One for you, Dino:
=======
HOW DEBT MONEY GOES BROKE
by Steven Lachance
December 12, 2005
Most know debt is a byproduct of the finance-centered US economic model. Few, however, are familiar with how much debt the US credit system creates, let alone the implications. The upshot is financial decision making based on mainstream herding and hesitancy to take essential steps to preserve personal wealth.
How much debt?
According to the most recent Flow of Funds report from the Federal Reserve, total credit market debt (TCMD) expanded by $799 billion in the third quarter of 2005. At this rate, debt growth for a single year is $3 trillion, or 50% greater than total US industrial production. Since 1987, the year Alan Greenspan became chairman of the Federal Reserve Board, TCMD has more than tripled, from $13 trillion to $40 trillion, and now accounts for well over 300% of GDP. This debt growth is without precedent by any relative or absolute measure, evidence that the US has experienced a debt bubble.
Where does it come from?
Traditionally, savings finance debt. As the US savings rate has been anemic for years, many establishment economists, Ben Benanke among them, have claimed that US debt growth is supported by the inflow of surplus savings from abroad-the global savings glut thesis. Net purchases of US debt by foreign interests, though, are less than $1 trillion per year, far short of annual debt growth of $3 trillion. Some commentators are quick to point a finger at the Fed; it's printing money they say. This too misses the mark. As of 9 December, Fed credit was up just 3.8% YoY and the combined balance sheet of the 12 Federal Reserve Banks is barely $1 trillion.

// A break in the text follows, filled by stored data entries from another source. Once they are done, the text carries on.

//! Periodic status reporting task.

use std::sync::Arc;
use std::time::Duration;

use tokio::task::JoinHandle;
use tokio::time::{Instant, MissedTickBehavior};
use tokio_util::sync::CancellationToken;
use uuid::Uuid;

use super::{BatchTelemetry, TRACING_TARGET};

/// Background task logging a status snapshot every interval.
///
/// The first report is emitted one full interval after spawning. Stopping the
/// reporter never emits a final report.
#[derive(Debug)]
pub struct StatusReporter {
    cancel_token: CancellationToken,
    handle: JoinHandle<()>,
}

impl StatusReporter {
    /// Spawns the reporter for the batch `batch_id`.
    pub fn spawn(batch_id: Uuid, telemetry: Arc<BatchTelemetry>, interval: Duration) -> Self {
        let cancel_token = CancellationToken::new();
        let handle = tokio::spawn(run(batch_id, telemetry, interval, cancel_token.clone()));
        Self {
            cancel_token,
            handle,
        }
    }

    /// Cancels the reporter and waits until its task has exited.
    pub async fn stop(self) {
        self.cancel_token.cancel();
        if let Err(err) = self.handle.await {
            tracing::warn!(
                target: TRACING_TARGET,
                error = %err,
                "Status reporter exited abnormally"
            );
        }
    }
}

#[tracing::instrument(
    skip_all,
    fields(batch_id = %batch_id, interval_secs = interval.as_secs()),
    target = TRACING_TARGET,
    name = "status_reporter"
)]
async fn run(
    batch_id: Uuid,
    telemetry: Arc<BatchTelemetry>,
    interval: Duration,
    cancel_token: CancellationToken,
) {
    let mut ticker = tokio::time::interval_at(Instant::now() + interval, interval);
    ticker.set_missed_tick_behavior(MissedTickBehavior::Delay);

    loop {
        tokio::select! {
            biased;

            () = cancel_token.cancelled() => {
                tracing::trace!(target: TRACING_TARGET, "Status reporter stopped");
                break;
            }

            _ = ticker.tick() => {
                telemetry.snapshot_and_reset().log();
            }
        }
    }
}

#[cfg(test)]
mod tests {
    use super::*;

    #[tokio::test(start_paused = true)]
    async fn test_reports_reset_retry_counter() {
        let telemetry = Arc::new(BatchTelemetry::new(10));
        telemetry.record_retry();
        telemetry.record_retry();

        let reporter = StatusReporter::spawn(
            Uuid::now_v7(),
            Arc::clone(&telemetry),
            Duration::from_secs(60),
        );

        tokio::time::sleep(Duration::from_secs(30)).await;
        assert_eq!(telemetry.retries_since_report(), 2);

        tokio::time::sleep(Duration::from_secs(31)).await;
        assert_eq!(telemetry.retries_since_report(), 0);
        assert_eq!(telemetry.total_retries(), 2);

        reporter.stop().await;
    }

    #[tokio::test(start_paused = true)]
    async fn test_stop_before_first_tick_emits_nothing() {
        let telemetry = Arc::new(BatchTelemetry::new(1));
        telemetry.record_retry();

        let reporter = StatusReporter::spawn(
            Uuid::now_v7(),
            Arc::clone(&telemetry),
            Duration::from_secs(60),
        );
        tokio::task::yield_now().await;
        reporter.stop().await;

        tokio::time::sleep(Duration::from_secs(120)).await;
        assert_eq!(telemetry.retries_since_report(), 1);
    }
}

The pump for the epic American debt bubble is neither foreign savings nor the Fed. For the $27 trillion of debt created during his tenure, Alan Greenspan can thank the private sector and the government-sponsored enterprises (GSEs). The Fed may be negligent for loosing control of the credit system, but it is not directly responsible for what has occurred since. The GSE's combined book of business, for instance, dwarfs the Fed balance sheet at nearly $3 trillion. Anchored by the money center banks, a vast constellation of financial entities, including mortgage lenders, consumer credit firms, and the financial arms of industrial enterprises, has blossomed to do with a vengeance what the Fed itself would not; create a seemingly unlimited quantity of debt out of thin air through loan origination.
Where does it go?
Debt is self-liquidating when used to generate future income, from which interest is serviced and principal repaid. Used for any other purpose, it is non-self-liquidating and results in payment obligations with no countervailing source of income. Of the $3 trillion in debt created this year, households used about 50% for mortgages and consumer loans, governments 25%, and companies 25%. Only companies incur self-liquidating debt, so at least 75%, or $2.25 trillion, of the debt has produced a future burden rather than an income stream. Companies, though, are no white knights. They have mostly used their $750 billion of the debt pie for purposes other than capital investment, namely to cover unfunded liabilities and buyback shares they liberally printed to reward management in the first place. The US is, thus, at or close to a situation whereby the percentage of debt financed by domestic savings is zero and the percentage of non-self-liquating debt is one hundred.
How does it end?
A debt-based monetary system has a lifespan-limiting Achilles heel: as debt is created through loan origination, an obligation above and beyond this sum is also created in the form of interest. As a result, there can never be enough money to repay principal and pay interest unless debt is continually expanded. Debt-based monetary systems do not work in reverse, nor can they stand still without a liquidity buffer in the form of savings or a current account surplus.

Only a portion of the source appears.